Targeting your discriminatory website

Evan Brown reports about National Federation of the Blind v. Target Corporation, a suit brought against Target in a California federal court claiming that Target’s website violates the ADA:

Target asked the court to dismiss the lawsuit for failure to state a claim, and presented three arguments in support: First, it argued that the ADA only prohibits discrimination in physical spaces. Second, it argued that any off-site discrimination must still deny access to a physical space. Third, Target argued that the website provides auxiliary aid in conformity with the ADA, and therefore no violation exists.
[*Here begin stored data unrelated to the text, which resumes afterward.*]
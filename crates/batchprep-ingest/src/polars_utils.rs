//! Polars `AnyValue` conversion into model cells.

use polars::prelude::*;

use batchprep_model::{Value, format_numeric};

/// Converts a Polars `AnyValue` into a [`Value`].
///
/// Nulls and empty strings become [`Value::Missing`]; every other value is
/// kept as text so downstream rendering matches the streaming reader.
pub fn any_to_value(value: AnyValue<'_>) -> Value {
    match value {
        AnyValue::Null => Value::Missing,
        AnyValue::String(s) => Value::from_field(s),
        AnyValue::StringOwned(s) => Value::from_field(s.as_str()),
        AnyValue::Int8(v) => Value::Text(v.to_string()),
        AnyValue::Int16(v) => Value::Text(v.to_string()),
        AnyValue::Int32(v) => Value::Text(v.to_string()),
        AnyValue::Int64(v) => Value::Text(v.to_string()),
        AnyValue::UInt8(v) => Value::Text(v.to_string()),
        AnyValue::UInt16(v) => Value::Text(v.to_string()),
        AnyValue::UInt32(v) => Value::Text(v.to_string()),
        AnyValue::UInt64(v) => Value::Text(v.to_string()),
        AnyValue::Float32(v) => Value::Text(format_numeric(f64::from(v))),
        AnyValue::Float64(v) => Value::Text(format_numeric(v)),
        other => {
            let s = other.to_string();
            // Strip surrounding quotes that might come from formatting
            if s.starts_with('"') && s.ends_with('"') && s.len() >= 2 {
                Value::from_field(&s[1..s.len() - 1])
            } else {
                Value::from_field(&s)
            }
        }
    }
}
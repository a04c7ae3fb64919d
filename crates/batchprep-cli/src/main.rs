//! batchprep command-line entry point.

use std::io::{self, IsTerminal};

use clap::{ColorChoice, Parser};
use tracing::level_filters::LevelFilter;

use batchprep_cli::logging::{LogConfig, LogFormat, init_logging};
use batchprep_cli::summary::print_summary;

mod cli;
mod commands;

use crate::cli::{Cli, Command, LogFormatArg, LogLevelArg};
use crate::commands::{check, run};

fn main() {
    let cli = Cli::parse();
    cli.color.write_global();
    let log_config = log_config_from_cli(&cli);
    if let Err(error) = init_logging(&log_config) {
        eprintln!("error: failed to initialize logging: {error}");
        std::process::exit(1);
    }
    let exit_code = match &cli.command {
        Command::Run(args) => match run(args) {
            Ok(report) => {
                print_summary(&report);
                if report.is_conserved() { 0 } else { 1 }
            }
            Err(error) => {
                eprintln!("error: {error:#}");
                1
            }
        },
        Command::Check(args) => match check(args) {
            Ok(()) => 0,
            Err(error) => {
                eprintln!("error: {error:#}");
                1
            }
        },
    };
    std::process::exit(exit_code);
}

/// Build logging configuration from CLI flags with consistent precedence.
fn log_config_from_cli(cli: &Cli) -> LogConfig {
    let mut config = LogConfig {
        level_filter: cli.verbosity.tracing_level_filter(),
        ..LogConfig::default()
    };
    config.use_env_filter = !(cli.verbosity.is_present() || cli.log_level.is_some());
    if let Some(level) = cli.log_level {
        config.level_filter = match level {
            LogLevelArg::Error => LevelFilter::ERROR,
            LogLevelArg::Warn => LevelFilter::WARN,
            LogLevelArg::Info => LevelFilter::INFO,
            LogLevelArg::Debug => LevelFilter::DEBUG,
            LogLevelArg::Trace => LevelFilter::TRACE,
        };
    }
    config.format = match cli.log_format {
        LogFormatArg::Pretty => LogFormat::Pretty,
        LogFormatArg::Compact => LogFormat::Compact,
        LogFormatArg::Json => LogFormat::Json,
    };
    config.log_file.clone_from(&cli.log_file);
    config.log_data = cli.log_data;
    config.with_ansi = match cli.color.color {
        ColorChoice::Always => true,
        ColorChoice::Never => false,
        ColorChoice::Auto => cli.log_file.is_none() && io::stderr().is_terminal(),
    };
    config
}
//! Ordered batch steps built from configuration.
//!
//! Steps hold their own cross-batch state (the encoder's maps), so a fresh
//! step list is built for every processing unit and every pass.

use std::sync::Arc;

use batchprep_model::Batch;
use batchprep_transform::{
    CategoricalEncoder, ColumnDropper, ColumnStatistics, Deduplicator, EnrichJoin, Imputer,
    MappingTable, MissingFiller, ReferenceIndex, RowFilter, StatisticsAccumulator,
    StatisticsScope,
};

use crate::config::{PipelineConfig, StepConfig};
use crate::error::{PipelineError, Result};
use crate::report::{DEDUPE_RULE, UnitReport, add_counts};

/// One executable transform.
#[derive(Debug)]
pub(crate) enum PipelineStep {
    DropColumns(ColumnDropper),
    FillMissing(MissingFiller),
    FilterRows(RowFilter),
    Impute(Imputer),
    Encode {
        encoder: CategoricalEncoder,
        write_mapping: bool,
    },
    Enrich(EnrichJoin),
}

/// Inputs shared by every step of one batch.
pub(crate) struct StepContext<'a> {
    pub scope: StatisticsScope,
    /// Precomputed statistics under [`StatisticsScope::Global`].
    pub statistics: Option<&'a ColumnStatistics>,
}

impl PipelineStep {
    pub fn step_name(&self) -> &'static str {
        match self {
            Self::DropColumns(_) => "drop_columns",
            Self::FillMissing(_) => "fill_missing",
            Self::FilterRows(_) => "filter_rows",
            Self::Impute(_) => Imputer::STAGE,
            Self::Encode { .. } => CategoricalEncoder::STAGE,
            Self::Enrich(_) => EnrichJoin::STAGE,
        }
    }

    /// Runs the step on `batch`, folding its counters into `report`.
    pub fn execute(&mut self, batch: &mut Batch, ctx: &StepContext<'_>, report: &mut UnitReport) {
        match self {
            Self::DropColumns(dropper) => {
                for column in dropper.apply(batch) {
                    if !report.columns_dropped.contains(&column) {
                        report.columns_dropped.push(column);
                    }
                }
            }
            Self::FillMissing(filler) => {
                add_counts(&mut report.filled, filler.fill(batch));
            }
            Self::FilterRows(filter) => {
                let outcome = filter.apply(batch);
                report.record_drop(filter.rule(), outcome.dropped);
                report.record_warnings(outcome.warnings);
            }
            Self::Impute(imputer) => {
                let outcome = match (ctx.scope, ctx.statistics) {
                    (StatisticsScope::Global, Some(statistics)) => imputer.apply(batch, statistics),
                    (StatisticsScope::Global, None) => {
                        imputer.apply(batch, &ColumnStatistics::new())
                    }
                    (StatisticsScope::PerBatch, _) => {
                        let (statistics, warnings) =
                            StatisticsAccumulator::from_batch(imputer.columns(), batch);
                        report.record_warnings(warnings);
                        imputer.apply(batch, &statistics)
                    }
                };
                add_counts(&mut report.imputed, outcome.imputed);
                report.record_warnings(outcome.warnings);
            }
            Self::Encode { encoder, .. } => {
                let outcome = encoder.encode(batch);
                report.record_warnings(outcome.warnings);
                report.encoded_values = encoder.distinct_counts();
            }
            Self::Enrich(join) => {
                let outcome = join.apply(batch);
                report.enrich_matched += outcome.matched as u64;
                report.enrich_unmatched += outcome.unmatched as u64;
                report.record_warnings(outcome.warnings);
            }
        }
    }

    /// Mapping table to export, for an encode step that writes one.
    pub fn mapping_table(&self) -> Option<MappingTable> {
        match self {
            Self::Encode {
                encoder,
                write_mapping: true,
            } => Some(encoder.mapping_table()),
            _ => None,
        }
    }
}

/// Builds steps `0..end` of `config`.
///
/// `references` holds one index per step; enrich steps must have theirs.
pub(crate) fn build_steps(
    config: &PipelineConfig,
    references: &[Option<Arc<ReferenceIndex>>],
    end: usize,
) -> Result<Vec<PipelineStep>> {
    config
        .steps
        .iter()
        .take(end)
        .enumerate()
        .map(|(index, step)| build_step(step, references.get(index).cloned().flatten()))
        .collect()
}

fn build_step(step: &StepConfig, reference: Option<Arc<ReferenceIndex>>) -> Result<PipelineStep> {
    Ok(match step {
        StepConfig::DropColumns { columns } => {
            PipelineStep::DropColumns(ColumnDropper::new(columns.clone()))
        }
        StepConfig::FillMissing {
            fill,
            columns,
            exclude,
        } => PipelineStep::FillMissing(
            MissingFiller::new(fill.clone())
                .with_columns(columns.clone())
                .with_excluded(exclude.clone()),
        ),
        StepConfig::FilterRows {
            columns,
            sentinel,
            name,
        } => {
            let filter = RowFilter::new(columns.clone(), sentinel.clone());
            PipelineStep::FilterRows(match name {
                Some(name) => filter.with_rule_name(name.clone()),
                None => filter,
            })
        }
        StepConfig::Impute { columns } => PipelineStep::Impute(Imputer::new(columns.clone())),
        StepConfig::Encode {
            columns,
            sentinel,
            token,
            write_mapping,
        } => PipelineStep::Encode {
            encoder: CategoricalEncoder::new(columns.clone())
                .with_sentinel(sentinel.clone(), token.clone()),
            write_mapping: *write_mapping,
        },
        StepConfig::Enrich {
            key_column,
            value_columns,
            defaults,
            ..
        } => {
            let index = reference.ok_or_else(|| PipelineError::MissingReference {
                key_column: key_column.clone(),
            })?;
            PipelineStep::Enrich(EnrichJoin::new(
                key_column.clone(),
                value_columns.clone(),
                defaults.clone(),
                index,
            ))
        }
    })
}

/// Dedupe plus configured steps, applied to batches in order.
#[derive(Debug)]
pub(crate) struct StepChain {
    dedupe: Option<Deduplicator>,
    steps: Vec<PipelineStep>,
}

impl StepChain {
    pub fn new(dedupe: Option<Deduplicator>, steps: Vec<PipelineStep>) -> Self {
        Self { dedupe, steps }
    }

    pub fn run(&mut self, batch: &mut Batch, ctx: &StepContext<'_>, report: &mut UnitReport) {
        if let Some(dedupe) = &mut self.dedupe {
            let dropped = dedupe.dedupe(batch);
            report.record_drop(DEDUPE_RULE, dropped);
        }
        for step in &mut self.steps {
            step.execute(batch, ctx, report);
            tracing::trace!(step = step.step_name(), rows = batch.len(), "Step complete");
        }
    }

    pub fn mapping_table(&self) -> Option<MappingTable> {
        self.steps.iter().find_map(PipelineStep::mapping_table)
    }
}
The court looked first to Title III of the ADA, which prevents discrimination against disabled persons in places of public accommodation. … In rejecting the defendant’s first argument, the court emphasize[d] that the ADA applies to services of a place of public accommodation, and that the statute’s application is not limited to services offered in a place of public accommodation. This clear language indicates that the ADA applies to more than discrimination in physical spaces only.

The court next addressed defendant’s second argument, that off-site discrimination must deny access to a physical space to be considered an ADA violation. The court found this argument unpersuasive because the ADA prohibits non-physical barriers that keep a disabled person from enjoying the defendant’s goods and services. … Because the website is a gateway to a place of public accommodation, and because blind people cannot enjoy the services of the website, defendant may be violating the ADA.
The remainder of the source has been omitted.